Stills Photographer.

Gore Effects.

Creature Design.

Creature Make Up.

Location Catering.

Contingency Cashflow.

Marketing.

Gore?  Creature design and make-up?  Other items are so basic you wonder what the film will look like if the Indiegogo fundraising fails.  Contingency cashflow for example doesn’t sound like an optional extra, however small your budget.  There may not be much money for locations and costumes but there is already a basic poster, a procedure of which Roger Corman would approve.

Also in exploitation movie fashion, Smith has taken advantage of two hooks, each attractive to punters but which together he might expect to achieve synergy and thereby do even better box office: as well as Borley, he refers to Ed and Lorraine Warren.  Here is what the Indiegogo page says:

“The Haunting Of Borley Rectory is one of the best known Ghost (random caps in original) stories of the United Kingdom. Ed and Lorraine Warren (The Conjuring) visited Borley on many occasions fascinated by the story. Our film will be a fresh and original take on the ghost story.”

The Warrens?  Ye gods.  The page includes part of an old interview the Warrens gave about Borley, which they claimed to have visited over two dozen times.  It’s a curious affair, with Lorraine doing most of the talking but not saying much of substance.  She refers to the church but not the rectory, so it is unclear how the Warrens will fit into a story which according to the film’s title involves the rectory.  The ghost hunting duo may well disappear from the script (assuming they are in it), partly because otherwise Smith will likely find himself involved in litigation with Lorraine, and partly because it will be hard to place them at the rectory when they visited Borley decades after its destruction, unless he intends to go in for some radical timeline crossing.

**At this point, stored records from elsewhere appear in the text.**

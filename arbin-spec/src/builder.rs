//! Container builder
//!
//! Appends literals to the constant pool and instructions to the word stream,
//! tracking how many registers the program touches.

use crate::constants::ConstantPool;
use crate::container::{Container, Header};
use crate::error::Result;
use crate::instruction::{ConstRef, Instruction, Reg};
use crate::opcode::TypeTag;
use crate::{Word, VERSION};

#[derive(Clone, Debug)]
pub struct ContainerBuilder {
    version: u64,
    register_count: u64,
    constants: Vec<u8>,
    code: Vec<Word>,
}

impl ContainerBuilder {
    pub fn new() -> Self {
        Self {
            version: VERSION,
            register_count: 0,
            constants: Vec::new(),
            code: Vec::new(),
        }
    }

    pub fn version(mut self, version: u64) -> Self {
        self.version = version;
        self
    }

    /// Reserve at least `count` registers
    pub fn registers(mut self, count: u64) -> Self {
        self.register_count = self.register_count.max(count);
        self
    }

    /// Append raw bytes to the constant pool
    pub fn constant(&mut self, bytes: &[u8]) -> ConstRef {
        let constant = ConstRef::new(self.constants.len() as u64, bytes.len() as u64);
        self.constants.extend_from_slice(bytes);
        constant
    }

    /// Append an instruction
    pub fn push(&mut self, instr: Instruction) -> &mut Self {
        if let Some(dest) = instr.dest() {
            self.touch(dest);
        }
        if let Instruction::Declare { source, .. } = instr {
            self.touch(source);
        }
        instr.encode(&mut self.code);
        self
    }

    /// Append a raw word, e.g. to produce a malformed stream
    pub fn raw(&mut self, word: Word) -> &mut Self {
        self.code.push(word);
        self
    }

    pub fn load_const(&mut self, dest: u64, type_tag: TypeTag, bytes: &[u8]) -> &mut Self {
        let constant = self.constant(bytes);
        self.push(Instruction::LoadConst {
            dest: Reg(dest),
            type_tag,
            constant,
        })
    }

    pub fn load_string(&mut self, dest: u64, text: &str) -> &mut Self {
        self.load_const(dest, TypeTag::String, text.as_bytes())
    }

    pub fn load_number(&mut self, dest: u64, literal: &str) -> &mut Self {
        self.load_const(dest, TypeTag::Number, literal.as_bytes())
    }

    pub fn declare(&mut self, name: &str, source: u64) -> &mut Self {
        let name = self.constant(name.as_bytes());
        self.push(Instruction::Declare {
            name,
            source: Reg(source),
        })
    }

    pub fn load_null(&mut self, dest: u64) -> &mut Self {
        self.push(Instruction::LoadNull { dest: Reg(dest) })
    }

    fn touch(&mut self, reg: Reg) {
        self.register_count = self.register_count.max(reg.0.saturating_add(1));
    }

    /// Finish the container
    pub fn build(&self) -> Result<Container> {
        let header = Header {
            version: self.version,
            register_count: self.register_count,
            constants_size: self.constants.len() as u64,
            bytecode_word_count: self.code.len() as u64,
            ..Header::new()
        };
        Container::new(
            header,
            ConstantPool::new(self.constants.clone()),
            self.code.clone(),
        )
    }
}

impl Default for ContainerBuilder {
    fn default() -> Self {
        Self::new()
    }
}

Despite the lack of enthusiasm by potential backers it’s full steam ahead on pre-production.  The Indiegogo page claims “We are currently in talks with an array of exciting, A-list talent to bring this story to life.”  So far the page lists Smith as writer/producer/director (the film’s Facebook page currently shows Anthony Hickox as director, but then it has a release date of 2016, so presumably is out of date); Jon-Paul Gates as actor/producer; Elizabeth Saint (in real life a paranormal investigator among other things) as actor; and Hans Hernke as actor/executive producer.  The film’s IMDB page has a busy Mark Behar as co-writer/contributing producer/actor/production manager/second unit director (they have a second unit?) and ‘deadly weapons props handler’; Smith himself as actor, and Matthew Fitzthomas Rogers as Lionel Foyster. The IMDB page has a different poster: a bloody hand sticking out of the ground in front of a burning Borley Rectory, and a note that filming begins in September, presumably 2017 as the page was last updated in May this year.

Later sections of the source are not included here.